Ariel awakens, alone.

Sunlight is streaming through the gap between the shutters, casting a stark column of brightness on the wall, nearly painful to look at.

She’s hot. She flings aside the sheet, toward the other side of the bed, where her new husband should be, but isn’t. Her eyes jump around the room, as if hopping on stones across a stream, looking for evidence of John, but find none, plummeting her into the fast frigid water of a familiar panic: What if she’s wrong about him? About this whole thing?

* * *

The bedside clock displays 7:28 in emergency red. Much later than she normally awakes, especially this time of year, the busiest months on the farm, when the birds begin chirping around four A.M., the fieldwork starts at dawn, dogs barking, men yelling above the noise of sputtering engines. It’s hard to sleep through all that racket even if she wanted to.
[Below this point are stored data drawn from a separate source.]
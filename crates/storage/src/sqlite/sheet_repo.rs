use chrono::Utc;
use sqlx::Row;

use super::{
    SqliteRepository,
    mapping::{
        cell_as_i64, cell_as_text, db_err, header_from_text, header_to_text, map_answer_key_row,
        map_table_row, ser,
    },
};
use crate::repository::{
    AnswerKeyRow, ResponseRow, ResponseSheet, SheetHandle, SheetTable, StorageError,
};

const TABLE_COLUMNS: usize = 11;

#[async_trait::async_trait]
impl ResponseSheet for SqliteRepository {
    async fn open_or_create(
        &self,
        title: &str,
        header: &[&str],
    ) -> Result<SheetHandle, StorageError> {
        let created = sqlx::query(
            r"
                INSERT INTO sheets (title, header, created_at)
                VALUES (?1, ?2, ?3)
                ON CONFLICT(title) DO NOTHING
            ",
        )
        .bind(title)
        .bind(header_to_text(header)?)
        .bind(Utc::now())
        .execute(&self.pool)
        .await
        .map_err(db_err)?;

        if created.rows_affected() > 0 {
            tracing::info!(title, "created results sheet");
        }

        let row = sqlx::query("SELECT id, title FROM sheets WHERE title = ?1")
            .bind(title)
            .fetch_one(&self.pool)
            .await
            .map_err(db_err)?;

        Ok(SheetHandle {
            title: row.try_get("title").map_err(ser)?,
            sheet_id: row.try_get("id").map_err(ser)?,
        })
    }

    async fn read_answer_keys(
        &self,
        sheet: &SheetHandle,
    ) -> Result<Vec<AnswerKeyRow>, StorageError> {
        let rows = sqlx::query(
            r"
                SELECT participant, CAST(q_index AS TEXT) AS q_index
                FROM sheet_rows
                WHERE sheet_id = ?1
                ORDER BY id ASC
            ",
        )
        .bind(sheet.sheet_id)
        .fetch_all(&self.pool)
        .await
        .map_err(db_err)?;

        rows.iter().map(map_answer_key_row).collect()
    }

    async fn append_row(
        &self,
        sheet: &SheetHandle,
        row: &ResponseRow,
    ) -> Result<(), StorageError> {
        let [ts, participant, q_index, qid, question, model_answer, accuracy, completeness, usefulness, style_tone, comment] =
            &row.cells;

        sqlx::query(
            r"
                INSERT INTO sheet_rows (
                    sheet_id, ts_iso, participant, q_index, qid, question, model_answer,
                    accuracy, completeness, usefulness, style_tone, comment
                )
                VALUES (?1, ?2, ?3, ?4, ?5, ?6, ?7, ?8, ?9, ?10, ?11, ?12)
            ",
        )
        .bind(sheet.sheet_id)
        .bind(cell_as_text(ts))
        .bind(cell_as_text(participant))
        .bind(cell_as_i64("q_index", q_index)?)
        .bind(cell_as_text(qid))
        .bind(cell_as_text(question))
        .bind(cell_as_text(model_answer))
        .bind(cell_as_i64("accuracy", accuracy)?)
        .bind(cell_as_i64("completeness", completeness)?)
        .bind(cell_as_i64("usefulness", usefulness)?)
        .bind(cell_as_i64("style_tone", style_tone)?)
        .bind(cell_as_text(comment))
        .execute(&self.pool)
        .await
        .map_err(db_err)?;

        Ok(())
    }

    async fn read_table(&self, sheet: &SheetHandle) -> Result<SheetTable, StorageError> {
        let header_raw: String = sqlx::query("SELECT header FROM sheets WHERE id = ?1")
            .bind(sheet.sheet_id)
            .fetch_one(&self.pool)
            .await
            .map_err(db_err)?
            .try_get("header")
            .map_err(ser)?;

        let rows = sqlx::query(
            r"
                SELECT
                    ts_iso, participant, CAST(q_index AS TEXT), qid, question, model_answer,
                    CAST(accuracy AS TEXT), CAST(completeness AS TEXT),
                    CAST(usefulness AS TEXT), CAST(style_tone AS TEXT), comment
                FROM sheet_rows
                WHERE sheet_id = ?1
                ORDER BY id ASC
            ",
        )
        .bind(sheet.sheet_id)
        .fetch_all(&self.pool)
        .await
        .map_err(db_err)?;

        let mut out = Vec::with_capacity(rows.len());
        for row in &rows {
            out.push(map_table_row(row, TABLE_COLUMNS)?);
        }

        Ok(SheetTable {
            header: header_from_text(&header_raw)?,
            rows: out,
        })
    }
}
Ariel has been an early riser ever since George was born, a matter of necessity when he was an infant, but even when the kid started sleeping later, she didn’t. Waking early became a matter of policy, of character. This was how she wanted to be known, if only to herself: early to rise, early to bed, hardworking between, a serious responsible person, after a misspent youth. Worse than misspent.

Despite her quickening pulse, Ariel is still groggy, her mind muddy. Last night must have really walloped her, the dehydration and generalized exhaustion of international travel, the jet lag, the food and wine and sex, the sleeping pill that John ultimately foisted upon her.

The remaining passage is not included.